Peneltian ini bertujuan untuk mengkaji fenomena dampak mediasi ICRAF terhadap aktor-aktor yang terlibat konflik dan kebijakan pengelolaan Hutan Lindung di Kabupaten Lampung Barat. Untuk mengkaji fenomena tersebut digunakan perspektif pluralisme. Sebagai sebuah pendekatan pluralisme memandang bahwa gambaran hubungan internasional didasarkan pada empat asumsi pokok yaitu: Pertama, aktor non-negara, merupakan entitas yang penting dalam politik dunia. Organisasi internasional termasuk di dalamnya Non-Governmental Organisations (NGDs) misalnya dalam isu tertentu merupakan aktor yang independen. Mereka bukan hanya merupakan sebuah forum dimana negara-negara berlomba dan bekerjasama satu sama lain dengannya. Dalam organisasi internasional tertentu mereka memiliki kapasitas dalam hal menentukan agenda dan menyediakan informasi yang mampu mempengaruhi bagaimana suatu negara menentukan arah kebijakan tertentu.

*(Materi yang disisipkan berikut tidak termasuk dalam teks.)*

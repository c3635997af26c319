//! Shared types used across the order placement saga crates.

pub mod types;

pub use types::{ParseSagaIdError, SagaId};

Kedua, bagi pluralis negara bukan merupakan aktor uniter. Negara merupakan aktor yang terdiri dari individu, kelompok kepentingan dan birokrat. Dalam pandangan pluralis, sebuah keputusan yang dibuat oleh suatu negara pada dasarnya merupakan sebuah keputusan yang sebenarnya dibuat oleh koalisi pemerintah, birokrat dan bahkan individu. Ketiga, bagi pluralis negara bukan merupakan aktor rasional. Pandangan ini bertentangan dengan asuinsi realis yang memandang bahwa negara merupakan aktor rasional. Keempat, bagi pluralis agenda politik internasional bersifat luas (ekstensif). Disamping isu keamanan negara isu-isu ekonomi, sosial, ekologi, perdagangan. moneter, energi, kelaparan dan degredasi lingkungan bagi pluralisme merupakan agenda internasional dan memerlukan pemecahan secara global.

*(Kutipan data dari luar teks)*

use std::time::Duration;

use async_trait::async_trait;
use bytes::{Bytes, BytesMut};
use reqwest::Client;
use tracing::debug;
use url::Url;

use super::ImageFetcher;
use crate::error::FetchError;

/// User agent sent with every image request.
///
/// Some image hosts refuse requests that look like they come from a script.
pub const BROWSER_USER_AGENT: &str = "Mozilla/5.0 (Windows NT 10.0; Win64; x64) \
    AppleWebKit/537.36 (KHTML, like Gecko) Chrome/115.0.0.0 Safari/537.36 Edg/115.0.1901.253";

/// Default timeout for a whole image request.
pub const DEFAULT_FETCH_TIMEOUT: Duration = Duration::from_secs(10);

/// Default upper bound on a fetched image body: 20 MiB.
pub const DEFAULT_MAX_IMAGE_BYTES: usize = 20 * 1024 * 1024;

/// HTTP(S) implementation of [`ImageFetcher`] backed by `reqwest`.
///
/// The underlying client pools connections and is shared by all requests.
/// Cloning is cheap.
#[derive(Clone)]
pub struct HttpFetcher {
    client: Client,
    max_body_bytes: usize,
}

impl HttpFetcher {
    /// Create a fetcher with [`DEFAULT_FETCH_TIMEOUT`].
    pub fn new() -> Result<Self, FetchError> {
        Self::with_timeout(DEFAULT_FETCH_TIMEOUT)
    }

    /// Create a fetcher whose requests fail after `timeout`.
    pub fn with_timeout(timeout: Duration) -> Result<Self, FetchError> {
        let client = Client::builder()
            .user_agent(BROWSER_USER_AGENT)
            .timeout(timeout)
            .build()
            .map_err(|e| FetchError::Request(e.to_string()))?;
        Ok(Self::with_client(client))
    }

    /// Create a fetcher around an existing client.
    pub fn with_client(client: Client) -> Self {
        Self {
            client,
            max_body_bytes: DEFAULT_MAX_IMAGE_BYTES,
        }
    }

    /// Reject bodies larger than `limit` bytes.
    pub fn with_max_body_bytes(mut self, limit: usize) -> Self {
        self.max_body_bytes = limit;
        self
    }

    /// The body size limit in bytes.
    pub fn max_body_bytes(&self) -> usize {
        self.max_body_bytes
    }
}

/// Parse `url` and accept only `http` and `https`.
fn parse_image_url(url: &str) -> Result<Url, FetchError> {
    let invalid = |message: String| FetchError::InvalidUrl {
        url: url.to_string(),
        message,
    };

    let parsed = Url::parse(url).map_err(|e| invalid(e.to_string()))?;
    match parsed.scheme() {
        "http" | "https" => Ok(parsed),
        other => Err(invalid(format!("unsupported scheme {:?}", other))),
    }
}

#[async_trait]
impl ImageFetcher for HttpFetcher {
    async fn fetch(&self, url: &str) -> Result<Bytes, FetchError> {
        let target = parse_image_url(url)?;

        // The response body is dropped (and the connection released) on every
        // early return below.
        let mut response = self
            .client
            .get(target)
            .send()
            .await
            .map_err(|e| FetchError::Request(e.to_string()))?;

        let status = response.status();
        if !status.is_success() {
            return Err(FetchError::Status {
                url: url.to_string(),
                status: status.as_u16(),
            });
        }

        let limit = self.max_body_bytes;
        let too_large = || FetchError::TooLarge {
            url: url.to_string(),
            limit,
        };

        // Content-Length is advisory; the running total below is what binds.
        if response.content_length().is_some_and(|len| len > limit as u64) {
            return Err(too_large());
        }

        let mut buffer = BytesMut::new();
        while let Some(chunk) = response
            .chunk()
            .await
            .map_err(|e| FetchError::Request(e.to_string()))?
        {
            if buffer.len() + chunk.len() > limit {
                return Err(too_large());
            }
            buffer.extend_from_slice(&chunk);
        }
        let body = buffer.freeze();

        debug!(url = %url, bytes = body.len(), "Fetched image");
        Ok(body)
    }
}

Tesis ini membuktikan bahwa, mediasi ICRAF dalam pengelolaan konflik Hutan Lindung di Kabupaten Lampung Barat berdampak terhadap aktor dan kebijakan-kebijakan yang berlaku. Terbentuknya kelembagaan yang memiliki kapasitas dalam mengkaji potensi sumberdaya alam dan memiliki wewenang dalam memformulasikan kebijakan-kebijakan telah memungkinkan aktor terkait sebagai bagian yang turut menentukan arah kebijakan pengelolaan sumberdaya alam tersebut. Kepemilikan lahan (land tenure) dalam bentuk ijin HKm. (Hutan Kemasyarakatan) yang diberikan oleh pemerintah kepada petani merupakan salah satu indikator bahwa pemerintah telah menaruh kepercayaan kepada petani dalam pengelolaan sumberdaya tersebut. Adanya jaminan kepemilikan lahan, peningkatan kemampuan dalam pengelolaan konflik dan peningkatan teknologi pengelolaan sumberdaya tersebut akan memungkinkan terbentuknya satu sistem pengelolaan sumberdaya Hutan. Lindung yang sesuai dengan perspektif pandangan aktor-aktor terkait. Dengan demikian visi pembangunan kehutanan Kabupaten Lampung Barat yaitu untuk mewujudkan pengelolaan hutan yang lestari akan lebih mudah tercapai."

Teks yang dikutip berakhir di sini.